L’éligibilité au CPF des actions destinées aux créateurs d’entreprises bientôt précisée

PARIS, 19 juin 2020 – L’éligibilité au compte personnel de formation (CPF) des actions d’accompagnement et de conseil devrait bientôt être reconnue au même titre que les actions de formation dans le cadre des parcours visant la création ou la reprise d’une entreprise. C’est ce que prévoit un projet de décret soumis le 12 juin à la CNNCEFP (Commission nationale de la négociation collective, de l’emploi et de la formation professionnelle) qui précise en outre l’objet de ces actions afin de garantir la bonne utilisation des fonds du CPF.

Le Code du travail devrait bientôt reconnaître expressément l’éligibilité au CPF (compte personnel de formation) des actions d’accompagnement et de conseil aux créateurs et aux repreneurs d’entreprises. Le projet de décret sécurise ainsi la pratique, ces actions étant déjà prises en charge dans le cadre du compte personnel de formation au même titre que les actions de formations.

L’objet des actions éligibles

Le texte prévoit de préciser la nature des actions de formation, d’accompagnement et de conseil intégrées aux parcours pédagogiques individualisés destinés à favoriser les créations et reprises d’entreprises. Celles-ci devraient avoir pour objet l’acquisition de compétences entrepreneuriales concourant au démarrage, à la mise en oeuvre et au développement du projet de création ou de reprise d’une entreprise et à la pérennisation de son activité. Les formations qui ne concerneraient qu’un champ professionnel ou un métier spécifique sans permettre l’acquisition de ces compétences ne seraient donc pas éligibles.

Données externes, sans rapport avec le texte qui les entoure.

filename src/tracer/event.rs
use std::fmt;

use crate::correlate::CorrelationKey;
use crate::identity::DecodedIdentity;

/// Size of the fixed command-name field (`TASK_COMM_LEN` in the kernel).
pub const COMM_LEN: usize = 16;

/// Upper bound for a captured buffer. The probe copies at most one page.
pub const MAX_BUF_LEN: usize = 4096;

/// Direction of a terminal transfer, relative to the host.
/// Values must match `bpf/include/parrotty.h`.
#[derive(Debug, Clone, Copy, PartialEq, Eq, Hash)]
#[repr(u8)]
pub enum Direction {
    /// Bytes sent to a client or terminal.
    Output = 0,
    /// Bytes received from a client or terminal.
    Input = 1,
}

/// Number of Direction variants, used for array sizing.
pub const DIRECTION_CARDINALITY: usize = 2;

impl Direction {
    /// Returns the label used in rendered events.
    pub const fn as_str(self) -> &'static str {
        match self {
            Self::Output => "OUTPUT",
            Self::Input => "INPUT",
        }
    }

    /// Returns the lowercase metric label.
    pub const fn metric_label(self) -> &'static str {
        match self {
            Self::Output => "output",
            Self::Input => "input",
        }
    }

    /// Convert from the raw `etype` value written by the probe.
    pub fn from_raw(v: i32) -> Option<Self> {
        match v {
            0 => Some(Self::Output),
            1 => Some(Self::Input),
            _ => None,
        }
    }

    /// Return both directions in numeric order.
    pub fn all() -> &'static [Self] {
        &[Self::Output, Self::Input]
    }
}

impl fmt::Display for Direction {
    fn fmt(&self, f: &mut fmt::Formatter<'_>) -> fmt::Result {
        f.write_str(self.as_str())
    }
}

/// Kernel command name of the task that produced an event.
///
/// Opaque NUL-padded bytes: not unique across processes, possibly truncated,
/// and not guaranteed to be valid text.
#[derive(Clone, Copy, PartialEq, Eq, Hash, Default)]
pub struct Comm([u8; COMM_LEN]);

impl Comm {
    /// Wrap the raw field as copied out of the kernel.
    pub const fn from_raw(raw: [u8; COMM_LEN]) -> Self {
        Self(raw)
    }

    /// Build from a byte string, truncating to the kernel's 15 usable bytes.
    pub fn from_bytes(bytes: &[u8]) -> Self {
        let mut raw = [0u8; COMM_LEN];
        let n = bytes.len().min(COMM_LEN - 1);
        raw[..n].copy_from_slice(&bytes[..n]);
        Self(raw)
    }

    /// Bytes up to, not including, the first NUL.
    pub fn as_bytes(&self) -> &[u8] {
        let end = self.0.iter().position(|&b| b == 0).unwrap_or(COMM_LEN);
        &self.0[..end]
    }

    /// The full fixed-size field including padding.
    pub const fn raw(&self) -> &[u8; COMM_LEN] {
        &self.0
    }
}

impl fmt::Debug for Comm {
    fn fmt(&self, f: &mut fmt::Formatter<'_>) -> fmt::Result {
        write!(f, "Comm({:?})", self.as_bytes())
    }
}

/// One capture record as delivered by the kernel probe.
#[derive(Debug, Clone, PartialEq, Eq)]
pub struct RawEventRecord {
    /// Monotonic nanoseconds since boot (`bpf_ktime_get_ns`).
    pub rawtime: u64,
    /// Control group id of the producing task.
    pub cgid: u64,
    /// Inode of the terminal device, or 0 when the probe could not resolve it.
    pub inode: u64,
    /// Packed process and thread id.
    pub pidtgid: u64,
    /// PID namespace inode number.
    pub nsid: u64,
    pub comm: Comm,
    /// Captured bytes. Never decoded as text.
    pub buf: Vec<u8>,
    pub direction: Direction,
}

impl RawEventRecord {
    /// Byte count of `buf`, as reported in the `len` field.
    pub fn len(&self) -> u32 {
        // The probe caps buffers at one page.
        self.buf.len() as u32
    }

    /// Whether no bytes were captured.
    pub fn is_empty(&self) -> bool {
        self.buf.is_empty()
    }
}

/// An enriched record emitted by the assembler, in arrival order.
#[derive(Debug, Clone, PartialEq, Eq)]
pub struct EventRecord {
    /// The record exactly as received.
    pub raw: RawEventRecord,
    /// `pidtgid` split into its halves.
    pub identity: DecodedIdentity,
    /// Estimated wall-clock time in nanoseconds since the Unix epoch.
    pub wall_time_ns: u64,
}

impl EventRecord {
    pub fn pid(&self) -> u32 {
        self.identity.pid
    }

    pub fn tgid(&self) -> u32 {
        self.identity.tgid
    }

    pub fn direction(&self) -> Direction {
        self.raw.direction
    }

    pub fn len(&self) -> u32 {
        self.raw.len()
    }

    pub fn is_empty(&self) -> bool {
        self.raw.is_empty()
    }

    /// Identity fields for session reconstruction by an external consumer.
    pub fn correlation_key(&self) -> CorrelationKey {
        CorrelationKey::from_record(&self.raw)
    }
}
use std::io::IsTerminal;
use std::path::PathBuf;

use anyhow::{Context, Result};
use clap::{Parser, Subcommand};
use tracing_subscriber::{fmt, EnvFilter};

use parrotty::agent::Agent;
use parrotty::config::Config;

/// Captures host terminal activity with kernel probes.
#[derive(Parser)]
#[command(
    name = "parrotty",
    about,
    after_help = "Logs are written to stderr. Redirect both stdout and stderr away from \
                  any terminal being traced, or their output is captured again."
)]
struct Cli {
    /// Path to the YAML configuration file. Defaults apply when omitted.
    #[arg(short, long)]
    config: Option<PathBuf>,

    /// Logging verbosity level (trace, debug, info, warn, error).
    /// Overrides `log_level` from the config file.
    #[arg(long)]
    log_level: Option<String>,

    /// Event output file, or "-" for stdout. Overrides `output.path`.
    #[arg(short, long)]
    output: Option<String>,

    #[command(subcommand)]
    command: Option<Command>,
}

#[derive(Subcommand)]
enum Command {
    /// Print version information and exit.
    Version,
}

/// Build-time version info, injected via RUSTFLAGS or build.rs.
mod version {
    /// Release version string (set at build time).
    pub const RELEASE: &str = env!("CARGO_PKG_VERSION");

    /// Git commit hash (set at build time via env, or "unknown").
    pub fn git_commit() -> &'static str {
        option_env!("GIT_COMMIT").unwrap_or("unknown")
    }

    /// Full version string with platform info.
    pub fn full() -> String {
        format!(
            "{} (commit: {}, {}/{})",
            RELEASE,
            git_commit(),
            std::env::consts::OS,
            std::env::consts::ARCH,
        )
    }
}

fn main() -> Result<()> {
    let cli = Cli::parse();

    // Handle version subcommand before anything else.
    if let Some(Command::Version) = &cli.command {
        println!("parrotty {}", version::full());
        return Ok(());
    }

    let mut cfg = match &cli.config {
        Some(path) => Config::load(path)
            .with_context(|| format!("loading config from {}", path.display()))?,
        None => Config::default(),
    };

    if let Some(output) = cli.output {
        cfg.output.path = output;
    }
    if let Some(level) = cli.log_level {
        cfg.log_level = level;
    }
    cfg.validate()?;

    // Diagnostics go to stderr so they never mix with events on stdout.
    let filter = EnvFilter::try_new(&cfg.log_level)
        .with_context(|| format!("invalid log level: {}", cfg.log_level))?;

    fmt()
        .with_env_filter(filter)
        .with_target(true)
        .with_writer(std::io::stderr)
        .init();

    tracing::info!(
        version = version::RELEASE,
        commit = version::git_commit(),
        "starting parrotty",
    );
    if let Some(msg) = stderr_feedback_warning(std::io::stderr().is_terminal()) {
        tracing::warn!("{msg}");
    }

    // Build and run the tokio runtime.
    let rt = tokio::runtime::Builder::new_multi_thread()
        .enable_all()
        .build()
        .context("building tokio runtime")?;

    rt.block_on(async { run(cfg).await })
}

/// Log lines written to a terminal are themselves terminal output and get
/// traced again.
fn stderr_feedback_warning(stderr_is_terminal: bool) -> Option<&'static str> {
    stderr_is_terminal.then_some(
        "stderr is a terminal: log lines written there will be captured as tty events; \
         redirect stderr to a file",
    )
}

async fn run(cfg: Config) -> Result<()> {
    let mut agent = Agent::new(cfg)?;
    let cancel = agent.cancel_token();

    // Set up signal handling.
    tokio::spawn(async move {
        let ctrl_c = tokio::signal::ctrl_c();
        let mut sigterm = tokio::signal::unix::signal(tokio::signal::unix::SignalKind::terminate())
            .expect("failed to register SIGTERM handler");

        tokio::select! {
            _ = ctrl_c => {
                tracing::info!("received SIGINT, shutting down");
            }
            _ = sigterm.recv() => {
                tracing::info!("received SIGTERM, shutting down");
            }
        }

        cancel.cancel();
    });

    let result = agent.run().await;

    // Graceful shutdown.
    agent.stop().await?;

    let summary = result?;
    tracing::info!(
        events = summary.events,
        recalibrations = summary.recalibrations,
        dropped = ?summary.dropped,
        "parrotty stopped"
    );

    Ok(())
}

#[cfg(test)]
mod tests {
    use super::*;

    #[test]
    fn test_stderr_feedback_warning() {
        let msg = stderr_feedback_warning(true).unwrap();
        assert!(msg.contains("redirect stderr"));
        assert!(stderr_feedback_warning(false).is_none());
    }

    #[test]
    fn test_help_mentions_stderr_redirect() {
        use clap::CommandFactory;
        let help = Cli::command().render_long_help().to_string();
        assert!(help.contains("stderr"));
    }
}
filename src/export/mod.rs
pub mod health;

D’après la fiche de présentation du projet de décret, ce texte vise à «garantir la bonne utilisation des fonds publics» et à exclure le financement de «formations sans qualité reconnue et qui entretiennent un rapport lointain avec les compétences directement nécessitées par la création ou la reprise d’entreprises». De telles formations pourraient rester financées par les fonds du CPF, si elles deviennent qualifiantes et sont inscrites au Répertoire national des certifications professionnelles ou au répertoire spécifique des certifications et habilitations, mais elles ne pourraient plus l’être au titre de la création et de la reprise d’entreprises.